What you will do: Each record should appear again in the response exactly as it does in the original.

─── Records ───

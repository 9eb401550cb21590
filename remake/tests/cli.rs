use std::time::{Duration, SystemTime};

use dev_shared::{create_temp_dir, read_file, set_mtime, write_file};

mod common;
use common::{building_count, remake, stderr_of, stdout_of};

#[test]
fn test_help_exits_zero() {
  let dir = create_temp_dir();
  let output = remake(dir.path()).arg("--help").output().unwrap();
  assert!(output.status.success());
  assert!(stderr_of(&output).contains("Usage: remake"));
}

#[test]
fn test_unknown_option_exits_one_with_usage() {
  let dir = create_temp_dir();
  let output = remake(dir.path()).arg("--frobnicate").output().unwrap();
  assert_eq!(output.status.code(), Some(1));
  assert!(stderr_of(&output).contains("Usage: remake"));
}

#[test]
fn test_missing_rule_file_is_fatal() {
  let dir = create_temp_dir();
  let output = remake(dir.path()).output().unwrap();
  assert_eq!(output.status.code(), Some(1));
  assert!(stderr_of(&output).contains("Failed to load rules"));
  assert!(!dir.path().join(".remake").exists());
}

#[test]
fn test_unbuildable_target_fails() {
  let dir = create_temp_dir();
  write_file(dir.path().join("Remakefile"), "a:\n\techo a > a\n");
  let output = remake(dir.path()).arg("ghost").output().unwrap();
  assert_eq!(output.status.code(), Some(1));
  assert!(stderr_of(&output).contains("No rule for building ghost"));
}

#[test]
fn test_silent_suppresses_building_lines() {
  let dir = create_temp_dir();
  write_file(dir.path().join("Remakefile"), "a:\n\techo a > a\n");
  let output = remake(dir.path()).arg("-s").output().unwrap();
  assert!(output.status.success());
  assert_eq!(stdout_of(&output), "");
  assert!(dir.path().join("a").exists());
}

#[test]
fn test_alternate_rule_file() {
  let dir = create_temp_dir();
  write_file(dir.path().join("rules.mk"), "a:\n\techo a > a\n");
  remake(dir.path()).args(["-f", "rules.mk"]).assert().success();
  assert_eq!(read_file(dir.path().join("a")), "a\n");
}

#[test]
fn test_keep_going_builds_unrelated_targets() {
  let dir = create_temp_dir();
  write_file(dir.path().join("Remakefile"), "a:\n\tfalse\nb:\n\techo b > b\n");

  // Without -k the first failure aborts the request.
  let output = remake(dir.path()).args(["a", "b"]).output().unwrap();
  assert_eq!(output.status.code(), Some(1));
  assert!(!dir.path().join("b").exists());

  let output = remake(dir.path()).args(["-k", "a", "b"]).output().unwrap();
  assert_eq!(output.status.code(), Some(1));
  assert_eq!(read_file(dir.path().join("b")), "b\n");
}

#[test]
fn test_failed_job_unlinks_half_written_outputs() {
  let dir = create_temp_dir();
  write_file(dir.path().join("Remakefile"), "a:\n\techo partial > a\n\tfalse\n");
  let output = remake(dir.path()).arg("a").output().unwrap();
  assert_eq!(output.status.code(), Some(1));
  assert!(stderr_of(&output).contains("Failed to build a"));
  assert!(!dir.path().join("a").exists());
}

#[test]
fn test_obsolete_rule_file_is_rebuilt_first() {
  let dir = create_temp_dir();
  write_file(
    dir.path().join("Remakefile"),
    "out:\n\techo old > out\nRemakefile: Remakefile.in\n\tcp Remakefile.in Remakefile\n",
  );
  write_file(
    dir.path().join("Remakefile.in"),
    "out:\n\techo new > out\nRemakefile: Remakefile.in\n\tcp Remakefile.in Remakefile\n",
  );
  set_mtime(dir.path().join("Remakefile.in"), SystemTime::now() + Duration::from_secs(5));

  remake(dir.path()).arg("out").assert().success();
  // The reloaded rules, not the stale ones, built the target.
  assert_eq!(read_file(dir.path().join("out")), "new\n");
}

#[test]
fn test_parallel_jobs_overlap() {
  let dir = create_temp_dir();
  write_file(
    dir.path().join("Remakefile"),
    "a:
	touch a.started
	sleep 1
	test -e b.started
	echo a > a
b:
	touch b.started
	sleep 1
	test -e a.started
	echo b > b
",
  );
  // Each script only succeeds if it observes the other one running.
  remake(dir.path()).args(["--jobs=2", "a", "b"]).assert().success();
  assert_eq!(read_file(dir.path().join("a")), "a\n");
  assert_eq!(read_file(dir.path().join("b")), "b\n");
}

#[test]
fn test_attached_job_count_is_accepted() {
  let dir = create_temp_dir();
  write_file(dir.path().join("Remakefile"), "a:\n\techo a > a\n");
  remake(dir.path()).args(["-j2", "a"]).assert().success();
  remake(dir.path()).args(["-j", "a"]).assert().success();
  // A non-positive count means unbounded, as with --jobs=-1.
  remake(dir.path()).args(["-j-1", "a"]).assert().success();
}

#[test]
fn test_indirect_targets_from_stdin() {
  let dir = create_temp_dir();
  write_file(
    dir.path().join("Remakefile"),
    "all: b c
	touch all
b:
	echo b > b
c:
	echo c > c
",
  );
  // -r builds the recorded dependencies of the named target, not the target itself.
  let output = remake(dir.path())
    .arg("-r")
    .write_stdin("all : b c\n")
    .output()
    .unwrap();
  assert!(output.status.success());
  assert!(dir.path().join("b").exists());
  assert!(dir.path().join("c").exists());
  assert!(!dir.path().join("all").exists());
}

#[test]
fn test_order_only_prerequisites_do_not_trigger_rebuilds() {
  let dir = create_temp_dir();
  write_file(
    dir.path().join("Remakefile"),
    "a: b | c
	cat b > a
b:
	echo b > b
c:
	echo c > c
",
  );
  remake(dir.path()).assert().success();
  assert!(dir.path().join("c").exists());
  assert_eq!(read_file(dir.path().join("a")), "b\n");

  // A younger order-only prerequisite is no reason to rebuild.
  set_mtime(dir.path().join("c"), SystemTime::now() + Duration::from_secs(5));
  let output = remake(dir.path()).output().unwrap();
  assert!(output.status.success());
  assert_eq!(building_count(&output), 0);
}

───

Output:
repository 9eb401550cb21590
filename remake/tests/cli.rs
use std::time::{Duration, SystemTime};

use dev_shared::{create_temp_dir, read_file, set_mtime, write_file};

mod common;
use common::{building_count, remake, stderr_of, stdout_of};

#[test]
fn test_help_exits_zero() {
  let dir = create_temp_dir();
  let output = remake(dir.path()).arg("--help").output().unwrap();
  assert!(output.status.success());
  assert!(stderr_of(&output).contains("Usage: remake"));
}

#[test]
fn test_unknown_option_exits_one_with_usage() {
  let dir = create_temp_dir();
  let output = remake(dir.path()).arg("--frobnicate").output().unwrap();
  assert_eq!(output.status.code(), Some(1));
  assert!(stderr_of(&output).contains("Usage: remake"));
}

#[test]
fn test_missing_rule_file_is_fatal() {
  let dir = create_temp_dir();
  let output = remake(dir.path()).output().unwrap();
  assert_eq!(output.status.code(), Some(1));
  assert!(stderr_of(&output).contains("Failed to load rules"));
  assert!(!dir.path().join(".remake").exists());
}

#[test]
fn test_unbuildable_target_fails() {
  let dir = create_temp_dir();
  write_file(dir.path().join("Remakefile"), "a:\n\techo a > a\n");
  let output = remake(dir.path()).arg("ghost").output().unwrap();
  assert_eq!(output.status.code(), Some(1));
  assert!(stderr_of(&output).contains("No rule for building ghost"));
}

#[test]
fn test_silent_suppresses_building_lines() {
  let dir = create_temp_dir();
  write_file(dir.path().join("Remakefile"), "a:\n\techo a > a\n");
  let output = remake(dir.path()).arg("-s").output().unwrap();
  assert!(output.status.success());
  assert_eq!(stdout_of(&output), "");
  assert!(dir.path().join("a").exists());
}

#[test]
fn test_alternate_rule_file() {
  let dir = create_temp_dir();
  write_file(dir.path().join("rules.mk"), "a:\n\techo a > a\n");
  remake(dir.path()).args(["-f", "rules.mk"]).assert().success();
  assert_eq!(read_file(dir.path().join("a")), "a\n");
}

#[test]
fn test_keep_going_builds_unrelated_targets() {
  let dir = create_temp_dir();
  write_file(dir.path().join("Remakefile"), "a:\n\tfalse\nb:\n\techo b > b\n");

  // Without -k the first failure aborts the request.
  let output = remake(dir.path()).args(["a", "b"]).output().unwrap();
  assert_eq!(output.status.code(), Some(1));
  assert!(!dir.path().join("b").exists());

  let output = remake(dir.path()).args(["-k", "a", "b"]).output().unwrap();
  assert_eq!(output.status.code(), Some(1));
  assert_eq!(read_file(dir.path().join("b")), "b\n");
}

#[test]
fn test_failed_job_unlinks_half_written_outputs() {
  let dir = create_temp_dir();
  write_file(dir.path().join("Remakefile"), "a:\n\techo partial > a\n\tfalse\n");
  let output = remake(dir.path()).arg("a").output().unwrap();
  assert_eq!(output.status.code(), Some(1));
  assert!(stderr_of(&output).contains("Failed to build a"));
  assert!(!dir.path().join("a").exists());
}

#[test]
fn test_obsolete_rule_file_is_rebuilt_first() {
  let dir = create_temp_dir();
  write_file(
    dir.path().join("Remakefile"),
    "out:\n\techo old > out\nRemakefile: Remakefile.in\n\tcp Remakefile.in Remakefile\n",
  );
  write_file(
    dir.path().join("Remakefile.in"),
    "out:\n\techo new > out\nRemakefile: Remakefile.in\n\tcp Remakefile.in Remakefile\n",
  );
  set_mtime(dir.path().join("Remakefile.in"), SystemTime::now() + Duration::from_secs(5));

  remake(dir.path()).arg("out").assert().success();
  // The reloaded rules, not the stale ones, built the target.
  assert_eq!(read_file(dir.path().join("out")), "new\n");
}

#[test]
fn test_parallel_jobs_overlap() {
  let dir = create_temp_dir();
  write_file(
    dir.path().join("Remakefile"),
    "a:
	touch a.started
	sleep 1
	test -e b.started
	echo a > a
b:
	touch b.started
	sleep 1
	test -e a.started
	echo b > b
",
  );
  // Each script only succeeds if it observes the other one running.
  remake(dir.path()).args(["--jobs=2", "a", "b"]).assert().success();
  assert_eq!(read_file(dir.path().join("a")), "a\n");
  assert_eq!(read_file(dir.path().join("b")), "b\n");
}

#[test]
fn test_attached_job_count_is_accepted() {
  let dir = create_temp_dir();
  write_file(dir.path().join("Remakefile"), "a:\n\techo a > a\n");
  remake(dir.path()).args(["-j2", "a"]).assert().success();
  remake(dir.path()).args(["-j", "a"]).assert().success();
  // A non-positive count means unbounded, as with --jobs=-1.
  remake(dir.path()).args(["-j-1", "a"]).assert().success();
}

#[test]
fn test_indirect_targets_from_stdin() {
  let dir = create_temp_dir();
  write_file(
    dir.path().join("Remakefile"),
    "all: b c
	touch all
b:
	echo b > b
c:
	echo c > c
",
  );
  // -r builds the recorded dependencies of the named target, not the target itself.
  let output = remake(dir.path())
    .arg("-r")
    .write_stdin("all : b c\n")
    .output()
    .unwrap();
  assert!(output.status.success());
  assert!(dir.path().join("b").exists());
  assert!(dir.path().join("c").exists());
  assert!(!dir.path().join("all").exists());
}

#[test]
fn test_order_only_prerequisites_do_not_trigger_rebuilds() {
  let dir = create_temp_dir();
  write_file(
    dir.path().join("Remakefile"),
    "a: b | c
	cat b > a
b:
	echo b > b
c:
	echo c > c
",
  );
  remake(dir.path()).assert().success();
  assert!(dir.path().join("c").exists());
  assert_eq!(read_file(dir.path().join("a")), "b\n");

  // A younger order-only prerequisite is no reason to rebuild.
  set_mtime(dir.path().join("c"), SystemTime::now() + Duration::from_secs(5));
  let output = remake(dir.path()).output().unwrap();
  assert!(output.status.success());
  assert_eq!(building_count(&output), 0);
}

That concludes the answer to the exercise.